### Dataset records
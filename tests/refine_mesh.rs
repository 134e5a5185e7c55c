mod util;

use trimesh_amr::adapt::TriFront;
use trimesh_amr::config::VOID_TOL;
use trimesh_amr::data::constr_data;
use trimesh_amr::geometry::Point2;
use trimesh_amr::mesh_generation::{GridKind, trigrid};
use trimesh_amr::topology::TriMesh;
use trimesh_amr::topology::refine::refine_mesh;
use trimesh_amr::topology::skeleton::MeshSkeleton;
use util::*;

#[test]
fn interior_triangle_hangs_three_voids() {
    let mesh = grid4();
    let refined = refine_mesh(&mesh, &[INTERIOR]).expect("refinement should succeed");
    let fine = &refined.mesh;
    assert_eq!(fine.npoints(), 19);
    assert_eq!(fine.ntriangs(), 24);
    assert_eq!(fine.getvoids().len(), 3);
    assert!(!fine.hasghosts());

    let skeleton = MeshSkeleton::from_mesh(fine, VOID_TOL).expect("pivots keep rank 4");
    assert_eq!(skeleton.size(), 3);
    let cores = skeleton.cores();
    assert!(cores.iter().all(|&c| c == cores[0]));
    assert_permutation(&skeleton.pivots(), &[16, 17, 18]);
}

#[test]
fn boundary_sides_get_no_void() {
    let refined = refine_mesh(&grid4(), &[0]).expect("refinement should succeed");
    assert_eq!(refined.mesh.npoints(), 19);
    assert_eq!(refined.mesh.ntriangs(), 23);
    assert_eq!(refined.mesh.getvoids().len(), 2);
}

#[test]
fn full_refinement_is_conforming() {
    let mesh = trigrid(3, 3, GridKind::EastSlope);
    let all: Vec<usize> = (0..mesh.ntriangs()).collect();
    let refined = refine_mesh(&mesh, &all).expect("refinement should succeed");
    assert_eq!(refined.mesh.ntriangs(), 32);
    assert_eq!(refined.mesh.npoints(), 25);
    assert!(!refined.mesh.hasvoids());
    assert_eq!(refined.refiner.master_nodes().len(), 9);
    assert_eq!(refined.refiner.slave_nodes().len(), 16);
    let area: f64 = refined.mesh.areas().iter().sum();
    assert!((area - 4.0).abs() < 1e-12);
}

#[test]
fn triangles_around_pivots_are_not_refined() {
    let fine = refine_mesh(&grid4(), &[INTERIOR]).unwrap().mesh;
    let skeleton = MeshSkeleton::from_mesh(&fine, VOID_TOL).unwrap();
    let mut children = skeleton.cores();
    children.extend(skeleton.wests());
    children.extend(skeleton.easts());
    let again = refine_mesh(&fine, &children).unwrap();
    assert_eq!(again.mesh, fine);
    assert!(again.refiner.slave_nodes().is_empty());
}

#[test]
fn refining_across_a_void_merges_the_twin() {
    let first = refine_mesh(&grid4(), &[INTERIOR]).unwrap();
    let fine = &first.mesh;
    let below = TriFront::coarse(fine, VOID_TOL)
        .filter_by_mask(|p| p.y < 1.0)
        .trinums();
    assert_eq!(below, vec![7]);
    let second = refine_mesh(fine, &below).unwrap();
    let twice = &second.mesh;
    assert_eq!(twice.npoints(), 21);
    assert_eq!(twice.ntriangs(), 28);
    assert_eq!(twice.getvoids().len(), 4);
    assert!(MeshSkeleton::from_mesh(twice, VOID_TOL).is_ok());

    // the merged pivot keeps its value through both refiners
    let on_fine = first.refiner.refine(&sample(&grid4(), linear)).unwrap();
    let on_twice = second.refiner.refine(&on_fine).unwrap();
    assert_eq!(on_twice.len(), twice.npoints());
    for (p, v) in twice.points().iter().zip(&on_twice) {
        assert!((v - linear(p.x, p.y)).abs() < 1e-12, "{:?} holds {}", p, v);
    }
    assert_void_constraints(twice, &on_twice);
}

#[test]
fn refined_data_is_interpolated() {
    let mesh = grid4();
    let refined = refine_mesh(&mesh, &[INTERIOR, 0]).unwrap();
    let coarse = sample(&mesh, bumpy);
    let fine = refined.refiner.refine(&coarse).unwrap();
    assert_eq!(fine.len(), refined.mesh.npoints());
    assert_void_constraints(&refined.mesh, &fine);
    assert!((total(&mesh, &coarse) - total(&refined.mesh, &fine)).abs() < 1e-10);
    assert!(refined.refiner.refine(&coarse[1..]).is_err());
}

#[test]
fn void_constraint_on_a_seven_node_mesh() {
    let points = vec![
        Point2::new(0.0, 0.0),
        Point2::new(1.0, 0.0),
        Point2::new(1.0, 1.0),
        Point2::new(0.0, 1.0),
        Point2::new(0.5, 0.5),
        Point2::new(0.5, 0.0),
        Point2::new(1.0, 0.5),
    ];
    let triangs = vec![
        [2, 3, 0],
        [5, 6, 4],
        [5, 1, 6],
        [6, 2, 4],
        [4, 0, 5],
        [2, 0, 4],
    ];
    let mesh = TriMesh::from_data(points, triangs).unwrap();
    let voids = mesh.voids();
    assert_eq!(voids.len(), 1);
    assert_eq!((voids[0].west, voids[0].east, voids[0].pivot), (2, 0, 4));

    let data = vec![3.0, -1.0, 7.0, 0.5, 100.0, 2.0, 4.0];
    let constrained = constr_data(&mesh, &data).unwrap();
    assert_eq!(constrained[4], 0.5 * (constrained[2] + constrained[0]));
    assert_eq!(constrained[4], 5.0);
    assert_eq!(&constrained[..4], &data[..4]);
}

### Work to be completed
What is wanted is an exact copy of the data.

### Answer space
filename tests/refine_mesh.rs
repository 134e5a5185e7c55c
mod util;

use trimesh_amr::adapt::TriFront;
use trimesh_amr::config::VOID_TOL;
use trimesh_amr::data::constr_data;
use trimesh_amr::geometry::Point2;
use trimesh_amr::mesh_generation::{GridKind, trigrid};
use trimesh_amr::topology::TriMesh;
use trimesh_amr::topology::refine::refine_mesh;
use trimesh_amr::topology::skeleton::MeshSkeleton;
use util::*;

#[test]
fn interior_triangle_hangs_three_voids() {
    let mesh = grid4();
    let refined = refine_mesh(&mesh, &[INTERIOR]).expect("refinement should succeed");
    let fine = &refined.mesh;
    assert_eq!(fine.npoints(), 19);
    assert_eq!(fine.ntriangs(), 24);
    assert_eq!(fine.getvoids().len(), 3);
    assert!(!fine.hasghosts());

    let skeleton = MeshSkeleton::from_mesh(fine, VOID_TOL).expect("pivots keep rank 4");
    assert_eq!(skeleton.size(), 3);
    let cores = skeleton.cores();
    assert!(cores.iter().all(|&c| c == cores[0]));
    assert_permutation(&skeleton.pivots(), &[16, 17, 18]);
}

#[test]
fn boundary_sides_get_no_void() {
    let refined = refine_mesh(&grid4(), &[0]).expect("refinement should succeed");
    assert_eq!(refined.mesh.npoints(), 19);
    assert_eq!(refined.mesh.ntriangs(), 23);
    assert_eq!(refined.mesh.getvoids().len(), 2);
}

#[test]
fn full_refinement_is_conforming() {
    let mesh = trigrid(3, 3, GridKind::EastSlope);
    let all: Vec<usize> = (0..mesh.ntriangs()).collect();
    let refined = refine_mesh(&mesh, &all).expect("refinement should succeed");
    assert_eq!(refined.mesh.ntriangs(), 32);
    assert_eq!(refined.mesh.npoints(), 25);
    assert!(!refined.mesh.hasvoids());
    assert_eq!(refined.refiner.master_nodes().len(), 9);
    assert_eq!(refined.refiner.slave_nodes().len(), 16);
    let area: f64 = refined.mesh.areas().iter().sum();
    assert!((area - 4.0).abs() < 1e-12);
}

#[test]
fn triangles_around_pivots_are_not_refined() {
    let fine = refine_mesh(&grid4(), &[INTERIOR]).unwrap().mesh;
    let skeleton = MeshSkeleton::from_mesh(&fine, VOID_TOL).unwrap();
    let mut children = skeleton.cores();
    children.extend(skeleton.wests());
    children.extend(skeleton.easts());
    let again = refine_mesh(&fine, &children).unwrap();
    assert_eq!(again.mesh, fine);
    assert!(again.refiner.slave_nodes().is_empty());
}

#[test]
fn refining_across_a_void_merges_the_twin() {
    let first = refine_mesh(&grid4(), &[INTERIOR]).unwrap();
    let fine = &first.mesh;
    let below = TriFront::coarse(fine, VOID_TOL)
        .filter_by_mask(|p| p.y < 1.0)
        .trinums();
    assert_eq!(below, vec![7]);
    let second = refine_mesh(fine, &below).unwrap();
    let twice = &second.mesh;
    assert_eq!(twice.npoints(), 21);
    assert_eq!(twice.ntriangs(), 28);
    assert_eq!(twice.getvoids().len(), 4);
    assert!(MeshSkeleton::from_mesh(twice, VOID_TOL).is_ok());

    // the merged pivot keeps its value through both refiners
    let on_fine = first.refiner.refine(&sample(&grid4(), linear)).unwrap();
    let on_twice = second.refiner.refine(&on_fine).unwrap();
    assert_eq!(on_twice.len(), twice.npoints());
    for (p, v) in twice.points().iter().zip(&on_twice) {
        assert!((v - linear(p.x, p.y)).abs() < 1e-12, "{:?} holds {}", p, v);
    }
    assert_void_constraints(twice, &on_twice);
}

#[test]
fn refined_data_is_interpolated() {
    let mesh = grid4();
    let refined = refine_mesh(&mesh, &[INTERIOR, 0]).unwrap();
    let coarse = sample(&mesh, bumpy);
    let fine = refined.refiner.refine(&coarse).unwrap();
    assert_eq!(fine.len(), refined.mesh.npoints());
    assert_void_constraints(&refined.mesh, &fine);
    assert!((total(&mesh, &coarse) - total(&refined.mesh, &fine)).abs() < 1e-10);
    assert!(refined.refiner.refine(&coarse[1..]).is_err());
}

#[test]
fn void_constraint_on_a_seven_node_mesh() {
    let points = vec![
        Point2::new(0.0, 0.0),
        Point2::new(1.0, 0.0),
        Point2::new(1.0, 1.0),
        Point2::new(0.0, 1.0),
        Point2::new(0.5, 0.5),
        Point2::new(0.5, 0.0),
        Point2::new(1.0, 0.5),
    ];
    let triangs = vec![
        [2, 3, 0],
        [5, 6, 4],
        [5, 1, 6],
        [6, 2, 4],
        [4, 0, 5],
        [2, 0, 4],
    ];
    let mesh = TriMesh::from_data(points, triangs).unwrap();
    let voids = mesh.voids();
    assert_eq!(voids.len(), 1);
    assert_eq!((voids[0].west, voids[0].east, voids[0].pivot), (2, 0, 4));

    let data = vec![3.0, -1.0, 7.0, 0.5, 100.0, 2.0, 4.0];
    let constrained = constr_data(&mesh, &data).unwrap();
    assert_eq!(constrained[4], 0.5 * (constrained[2] + constrained[0]));
    assert_eq!(constrained[4], 5.0);
    assert_eq!(&constrained[..4], &data[..4]);
}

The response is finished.